Scott Taylor – publisher, journalist, and all-around action figure – is best known these days for his military punditry on television. Back in the 1990s, though, he made his mark with impassioned investigations into corruption and incompetence in the senior ranks of the Canadian officer corps and their betrayal of the common solider. As a freelance journalist, Taylor has travelled to all the post-Cold War hotspots – the Balkans, Iraq, Afghanistan – filing hard-line dispatches or publishing his experiences through his own imprint. As a result, Taylor has a fan base – subscribers to
Esprit de Corps (a soldiering magazine that he edits), honest folk, iconoclasts, the downtrodden, and those perennially suspicious of subtlety or the official line. These readers will not be disappointed with
Unembedded, a memoir of two decades spent revealing “the suffering of the vanquished that is rarely recorded by the victors.” The book reads as an extended adventure travelogue – the man knows how to spin a yarn – more or less framed by Taylor’s reporting. There can be no doubting Taylor’s courage or drive. He has gone places few would venture. More often than not he is travelling on scratch budgets, with no media conglomerate to bail him out of the trouble he so often encounters. The most harrowing example of such trouble came in 2004, when Taylor was kidnapped and tortured in Iraq for five days. Taylor’s writing falls decidedly into commentary rather than reportage.

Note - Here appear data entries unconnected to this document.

use chrono::{DateTime, NaiveDate, Utc};
use serde::Serialize;
use sqlx::FromRow;
use uuid::Uuid;

/// Full user row. Never serialized to the client directly; use
/// [`PublicUser`] for responses.
#[derive(Debug, Clone, FromRow)]
pub struct User {
    pub id: Uuid,
    pub name: Option<String>,
    pub email: String,
    pub password_hash: String,
    pub dob: Option<NaiveDate>,
    pub reset_password_token: Option<String>,
    pub reset_password_expires: Option<DateTime<Utc>>,
    pub created_at: DateTime<Utc>,
    pub updated_at: DateTime<Utc>,
}

#[derive(Debug, Serialize)]
pub struct PublicUser {
    pub id: Uuid,
    pub name: Option<String>,
    pub email: String,
    pub dob: Option<NaiveDate>,
}

impl From<&User> for PublicUser {
    fn from(u: &User) -> Self {
        PublicUser {
            id: u.id,
            name: u.name.clone(),
            email: u.email.clone(),
            dob: u.dob,
        }
    }
}

#[derive(Debug, Serialize, FromRow)]
#[serde(rename_all = "camelCase")]
pub struct PeriodEntry {
    pub id: Uuid,
    pub user_id: Uuid,
    pub start_date: NaiveDate,
    pub end_date: Option<NaiveDate>,
    pub flow: String,
    pub notes: Option<String>,
    pub created_at: DateTime<Utc>,
}

#[derive(Debug, Serialize, FromRow)]
#[serde(rename_all = "camelCase")]
pub struct DiaryEntry {
    pub id: Uuid,
    pub user_id: Uuid,
    pub date: NaiveDate,
    pub title: Option<String>,
    #[serde(rename = "text")]
    pub body: String,
    pub mood: Option<String>,
    pub category: Option<String>,
    pub cycle_phase: Option<String>,
    pub photos: Vec<String>,
    pub private: bool,
    pub created_at: DateTime<Utc>,
}

#[derive(Debug, Serialize, FromRow)]
#[serde(rename_all = "camelCase")]
pub struct SymptomEntry {
    pub id: Uuid,
    pub user_id: Uuid,
    pub date_time: DateTime<Utc>,
    pub symptom: String,
    pub severity: i32,
    pub cycle_phase: Option<String>,
    pub notes: Option<String>,
    pub created_at: DateTime<Utc>,
}

#[derive(Debug, Serialize, FromRow)]
#[serde(rename_all = "camelCase")]
pub struct Appointment {
    pub id: Uuid,
    pub user_id: Uuid,
    pub doctor_name: String,
    pub specialty: Option<String>,
    pub location: Option<String>,
    pub date_time: DateTime<Utc>,
    pub notes: Option<String>,
    pub status: String,
    pub created_at: DateTime<Utc>,
}

#[derive(Debug, Serialize, FromRow)]
#[serde(rename_all = "camelCase")]
pub struct MedicalReport {
    pub id: Uuid,
    pub user_id: Uuid,
    pub title: String,
    pub date: NaiveDate,
    pub doctor_name: Option<String>,
    pub hospital: Option<String>,
    pub notes: Option<String>,
    pub file_path: String,
    pub original_name: String,
    pub mime_type: String,
    pub size: i64,
    pub created_at: DateTime<Utc>,
}

/// One row per user, upserted. Cycle fields are recomputed from period
/// history on every profile fetch.
#[derive(Debug, Serialize, FromRow)]
#[serde(rename_all = "camelCase")]
pub struct WellnessProfile {
    pub user_id: Uuid,
    pub current_cycle_phase: String,
    pub in_period_now: bool,
    pub cycle_day: Option<i32>,
    pub dos: Option<String>,
    pub donts: Option<String>,
    pub medical_conditions: Option<String>,
    pub extra_notes: Option<String>,
    pub next_appointment_date: Option<NaiveDate>,
    pub next_appointment_doctor: Option<String>,
    pub next_appointment_location: Option<String>,
    pub next_appointment_notes: Option<String>,
    pub appointment_reminder_count: i32,
    pub appointment_reminder_last_shown: Option<DateTime<Utc>>,
    pub created_at: DateTime<Utc>,
    pub updated_at: DateTime<Utc>,
}

#[derive(Debug, Serialize, FromRow)]
#[serde(rename_all = "camelCase")]
pub struct WellnessReport {
    pub id: Uuid,
    pub user_id: Uuid,
    pub filename: String,
    pub original_name: String,
    pub url: String,
    pub uploaded_at: DateTime<Utc>,
}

Unembedded, like his previous works, is short on corroboration and devoid of annotation, while at the same time brimming with unequivocal opinion – opinion occasionally lifted almost verbatim from his previous books. If you like your action figures brave, driven, opinionated, and self-absorbed, then Scott Taylor is your man.
"The book's title refers to the practice of 'embedding' reporters with military units. Journalists live with the soldiers in the field, depend on them for their safety, and, if their handlers do their job properly, see and report just what the military wants them to...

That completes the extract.